- _Stored data entries_:

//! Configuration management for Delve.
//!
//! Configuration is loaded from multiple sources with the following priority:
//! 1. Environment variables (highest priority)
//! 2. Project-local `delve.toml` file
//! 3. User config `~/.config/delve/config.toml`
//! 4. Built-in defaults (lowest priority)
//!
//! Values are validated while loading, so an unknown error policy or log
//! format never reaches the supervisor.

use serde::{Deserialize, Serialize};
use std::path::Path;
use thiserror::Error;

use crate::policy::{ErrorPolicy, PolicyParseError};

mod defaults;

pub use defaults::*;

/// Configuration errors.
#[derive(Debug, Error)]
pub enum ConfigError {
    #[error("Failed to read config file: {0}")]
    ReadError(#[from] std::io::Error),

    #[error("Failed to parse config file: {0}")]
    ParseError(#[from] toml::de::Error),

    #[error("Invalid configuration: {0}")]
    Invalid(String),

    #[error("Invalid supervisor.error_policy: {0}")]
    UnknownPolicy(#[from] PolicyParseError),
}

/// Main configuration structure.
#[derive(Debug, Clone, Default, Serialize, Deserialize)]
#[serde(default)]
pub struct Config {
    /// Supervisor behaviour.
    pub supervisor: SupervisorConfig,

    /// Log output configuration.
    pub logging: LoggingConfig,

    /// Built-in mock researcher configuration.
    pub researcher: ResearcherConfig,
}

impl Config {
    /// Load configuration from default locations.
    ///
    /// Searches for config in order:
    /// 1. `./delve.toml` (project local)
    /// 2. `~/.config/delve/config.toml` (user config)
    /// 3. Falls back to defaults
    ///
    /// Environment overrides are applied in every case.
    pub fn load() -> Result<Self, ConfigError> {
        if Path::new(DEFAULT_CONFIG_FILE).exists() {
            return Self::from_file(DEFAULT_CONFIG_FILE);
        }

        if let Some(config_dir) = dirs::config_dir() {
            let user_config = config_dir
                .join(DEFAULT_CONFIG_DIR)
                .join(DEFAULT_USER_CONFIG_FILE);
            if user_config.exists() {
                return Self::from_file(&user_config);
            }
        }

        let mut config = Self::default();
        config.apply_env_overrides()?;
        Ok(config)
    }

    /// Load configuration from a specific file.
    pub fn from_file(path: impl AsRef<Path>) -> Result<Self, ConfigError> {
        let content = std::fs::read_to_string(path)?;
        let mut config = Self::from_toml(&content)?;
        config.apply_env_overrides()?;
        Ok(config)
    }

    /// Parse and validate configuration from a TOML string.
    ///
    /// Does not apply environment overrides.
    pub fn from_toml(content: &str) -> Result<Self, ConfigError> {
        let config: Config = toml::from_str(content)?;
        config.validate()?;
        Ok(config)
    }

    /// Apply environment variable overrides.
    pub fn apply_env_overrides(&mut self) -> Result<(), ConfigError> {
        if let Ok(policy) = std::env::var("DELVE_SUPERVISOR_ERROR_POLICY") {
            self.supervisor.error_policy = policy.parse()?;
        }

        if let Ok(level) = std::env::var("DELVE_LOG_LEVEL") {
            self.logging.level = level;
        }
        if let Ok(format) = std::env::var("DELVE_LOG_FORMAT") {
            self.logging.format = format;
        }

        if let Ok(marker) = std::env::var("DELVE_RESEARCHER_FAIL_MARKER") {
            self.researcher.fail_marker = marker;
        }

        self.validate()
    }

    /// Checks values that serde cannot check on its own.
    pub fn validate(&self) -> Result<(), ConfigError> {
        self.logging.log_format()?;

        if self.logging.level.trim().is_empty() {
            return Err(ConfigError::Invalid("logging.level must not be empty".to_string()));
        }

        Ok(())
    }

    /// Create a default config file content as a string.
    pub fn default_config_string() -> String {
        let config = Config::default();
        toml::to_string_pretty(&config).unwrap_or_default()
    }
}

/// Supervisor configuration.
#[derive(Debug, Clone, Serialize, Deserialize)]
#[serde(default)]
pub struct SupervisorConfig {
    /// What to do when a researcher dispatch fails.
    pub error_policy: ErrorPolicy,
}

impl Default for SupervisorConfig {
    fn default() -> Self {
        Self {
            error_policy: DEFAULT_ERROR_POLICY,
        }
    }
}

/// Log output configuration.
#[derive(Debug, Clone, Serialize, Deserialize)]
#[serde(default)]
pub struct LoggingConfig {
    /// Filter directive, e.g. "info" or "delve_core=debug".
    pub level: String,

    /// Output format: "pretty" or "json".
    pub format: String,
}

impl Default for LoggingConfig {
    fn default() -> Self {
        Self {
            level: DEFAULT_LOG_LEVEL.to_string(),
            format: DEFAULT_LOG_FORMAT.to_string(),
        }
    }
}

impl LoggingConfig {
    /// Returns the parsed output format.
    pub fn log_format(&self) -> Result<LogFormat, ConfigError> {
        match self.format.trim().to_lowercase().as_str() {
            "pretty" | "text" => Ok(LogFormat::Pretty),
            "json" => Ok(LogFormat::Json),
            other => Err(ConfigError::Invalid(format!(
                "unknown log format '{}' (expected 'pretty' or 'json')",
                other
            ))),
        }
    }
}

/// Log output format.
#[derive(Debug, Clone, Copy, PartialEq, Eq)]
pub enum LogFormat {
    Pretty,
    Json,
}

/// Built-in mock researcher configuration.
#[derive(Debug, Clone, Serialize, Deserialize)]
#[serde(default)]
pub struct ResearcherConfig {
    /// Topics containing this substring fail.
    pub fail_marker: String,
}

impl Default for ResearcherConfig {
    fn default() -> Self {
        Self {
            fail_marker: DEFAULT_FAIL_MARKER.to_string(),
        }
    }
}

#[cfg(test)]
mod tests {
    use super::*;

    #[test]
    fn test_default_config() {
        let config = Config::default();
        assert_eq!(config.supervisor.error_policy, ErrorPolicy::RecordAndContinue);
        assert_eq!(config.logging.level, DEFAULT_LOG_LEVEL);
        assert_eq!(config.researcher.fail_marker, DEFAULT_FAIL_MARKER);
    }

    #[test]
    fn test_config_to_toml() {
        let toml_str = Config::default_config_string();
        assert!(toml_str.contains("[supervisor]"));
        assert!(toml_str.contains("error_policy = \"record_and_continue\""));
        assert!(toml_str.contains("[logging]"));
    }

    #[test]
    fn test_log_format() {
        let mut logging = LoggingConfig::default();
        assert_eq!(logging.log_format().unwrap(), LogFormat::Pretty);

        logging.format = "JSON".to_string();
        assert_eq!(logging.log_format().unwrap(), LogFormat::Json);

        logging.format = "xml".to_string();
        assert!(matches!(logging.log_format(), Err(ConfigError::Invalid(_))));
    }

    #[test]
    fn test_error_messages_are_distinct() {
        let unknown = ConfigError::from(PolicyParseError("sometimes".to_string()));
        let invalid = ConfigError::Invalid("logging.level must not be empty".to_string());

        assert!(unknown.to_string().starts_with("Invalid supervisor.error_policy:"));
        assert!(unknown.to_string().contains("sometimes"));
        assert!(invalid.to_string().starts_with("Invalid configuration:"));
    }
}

- _Description of the task_: Each entry is to be output exactly as it was written.

- _Expected output_:
//! Configuration management for Delve.
//!
//! Configuration is loaded from multiple sources with the following priority:
//! 1. Environment variables (highest priority)
//! 2. Project-local `delve.toml` file
//! 3. User config `~/.config/delve/config.toml`
//! 4. Built-in defaults (lowest priority)
//!
//! Values are validated while loading, so an unknown error policy or log
//! format never reaches the supervisor.

use serde::{Deserialize, Serialize};
use std::path::Path;
use thiserror::Error;

use crate::policy::{ErrorPolicy, PolicyParseError};

mod defaults;

pub use defaults::*;

/// Configuration errors.
#[derive(Debug, Error)]
pub enum ConfigError {
    #[error("Failed to read config file: {0}")]
    ReadError(#[from] std::io::Error),

    #[error("Failed to parse config file: {0}")]
    ParseError(#[from] toml::de::Error),

    #[error("Invalid configuration: {0}")]
    Invalid(String),

    #[error("Invalid supervisor.error_policy: {0}")]
    UnknownPolicy(#[from] PolicyParseError),
}

/// Main configuration structure.
#[derive(Debug, Clone, Default, Serialize, Deserialize)]
#[serde(default)]
pub struct Config {
    /// Supervisor behaviour.
    pub supervisor: SupervisorConfig,

    /// Log output configuration.
    pub logging: LoggingConfig,

    /// Built-in mock researcher configuration.
    pub researcher: ResearcherConfig,
}

impl Config {
    /// Load configuration from default locations.
    ///
    /// Searches for config in order:
    /// 1. `./delve.toml` (project local)
    /// 2. `~/.config/delve/config.toml` (user config)
    /// 3. Falls back to defaults
    ///
    /// Environment overrides are applied in every case.
    pub fn load() -> Result<Self, ConfigError> {
        if Path::new(DEFAULT_CONFIG_FILE).exists() {
            return Self::from_file(DEFAULT_CONFIG_FILE);
        }

        if let Some(config_dir) = dirs::config_dir() {
            let user_config = config_dir
                .join(DEFAULT_CONFIG_DIR)
                .join(DEFAULT_USER_CONFIG_FILE);
            if user_config.exists() {
                return Self::from_file(&user_config);
            }
        }

        let mut config = Self::default();
        config.apply_env_overrides()?;
        Ok(config)
    }

    /// Load configuration from a specific file.
    pub fn from_file(path: impl AsRef<Path>) -> Result<Self, ConfigError> {
        let content = std::fs::read_to_string(path)?;
        let mut config = Self::from_toml(&content)?;
        config.apply_env_overrides()?;
        Ok(config)
    }

    /// Parse and validate configuration from a TOML string.
    ///
    /// Does not apply environment overrides.
    pub fn from_toml(content: &str) -> Result<Self, ConfigError> {
        let config: Config = toml::from_str(content)?;
        config.validate()?;
        Ok(config)
    }

    /// Apply environment variable overrides.
    pub fn apply_env_overrides(&mut self) -> Result<(), ConfigError> {
        if let Ok(policy) = std::env::var("DELVE_SUPERVISOR_ERROR_POLICY") {
            self.supervisor.error_policy = policy.parse()?;
        }

        if let Ok(level) = std::env::var("DELVE_LOG_LEVEL") {
            self.logging.level = level;
        }
        if let Ok(format) = std::env::var("DELVE_LOG_FORMAT") {
            self.logging.format = format;
        }

        if let Ok(marker) = std::env::var("DELVE_RESEARCHER_FAIL_MARKER") {
            self.researcher.fail_marker = marker;
        }

        self.validate()
    }

    /// Checks values that serde cannot check on its own.
    pub fn validate(&self) -> Result<(), ConfigError> {
        self.logging.log_format()?;

        if self.logging.level.trim().is_empty() {
            return Err(ConfigError::Invalid("logging.level must not be empty".to_string()));
        }

        Ok(())
    }

    /// Create a default config file content as a string.
    pub fn default_config_string() -> String {
        let config = Config::default();
        toml::to_string_pretty(&config).unwrap_or_default()
    }
}

/// Supervisor configuration.
#[derive(Debug, Clone, Serialize, Deserialize)]
#[serde(default)]
pub struct SupervisorConfig {
    /// What to do when a researcher dispatch fails.
    pub error_policy: ErrorPolicy,
}

impl Default for SupervisorConfig {
    fn default() -> Self {
        Self {
            error_policy: DEFAULT_ERROR_POLICY,
        }
    }
}

/// Log output configuration.
#[derive(Debug, Clone, Serialize, Deserialize)]
#[serde(default)]
pub struct LoggingConfig {
    /// Filter directive, e.g. "info" or "delve_core=debug".
    pub level: String,

    /// Output format: "pretty" or "json".
    pub format: String,
}

impl Default for LoggingConfig {
    fn default() -> Self {
        Self {
            level: DEFAULT_LOG_LEVEL.to_string(),
            format: DEFAULT_LOG_FORMAT.to_string(),
        }
    }
}

impl LoggingConfig {
    /// Returns the parsed output format.
    pub fn log_format(&self) -> Result<LogFormat, ConfigError> {
        match self.format.trim().to_lowercase().as_str() {
            "pretty" | "text" => Ok(LogFormat::Pretty),
            "json" => Ok(LogFormat::Json),
            other => Err(ConfigError::Invalid(format!(
                "unknown log format '{}' (expected 'pretty' or 'json')",
                other
            ))),
        }
    }
}

/// Log output format.
#[derive(Debug, Clone, Copy, PartialEq, Eq)]
pub enum LogFormat {
    Pretty,
    Json,
}

/// Built-in mock researcher configuration.
#[derive(Debug, Clone, Serialize, Deserialize)]
#[serde(default)]
pub struct ResearcherConfig {
    /// Topics containing this substring fail.
    pub fail_marker: String,
}

impl Default for ResearcherConfig {
    fn default() -> Self {
        Self {
            fail_marker: DEFAULT_FAIL_MARKER.to_string(),
        }
    }
}

#[cfg(test)]
mod tests {
    use super::*;

    #[test]
    fn test_default_config() {
        let config = Config::default();
        assert_eq!(config.supervisor.error_policy, ErrorPolicy::RecordAndContinue);
        assert_eq!(config.logging.level, DEFAULT_LOG_LEVEL);
        assert_eq!(config.researcher.fail_marker, DEFAULT_FAIL_MARKER);
    }

    #[test]
    fn test_config_to_toml() {
        let toml_str = Config::default_config_string();
        assert!(toml_str.contains("[supervisor]"));
        assert!(toml_str.contains("error_policy = \"record_and_continue\""));
        assert!(toml_str.contains("[logging]"));
    }

    #[test]
    fn test_log_format() {
        let mut logging = LoggingConfig::default();
        assert_eq!(logging.log_format().unwrap(), LogFormat::Pretty);

        logging.format = "JSON".to_string();
        assert_eq!(logging.log_format().unwrap(), LogFormat::Json);

        logging.format = "xml".to_string();
        assert!(matches!(logging.log_format(), Err(ConfigError::Invalid(_))));
    }

    #[test]
    fn test_error_messages_are_distinct() {
        let unknown = ConfigError::from(PolicyParseError("sometimes".to_string()));
        let invalid = ConfigError::Invalid("logging.level must not be empty".to_string());

        assert!(unknown.to_string().starts_with("Invalid supervisor.error_policy:"));
        assert!(unknown.to_string().contains("sometimes"));
        assert!(invalid.to_string().starts_with("Invalid configuration:"));
    }
}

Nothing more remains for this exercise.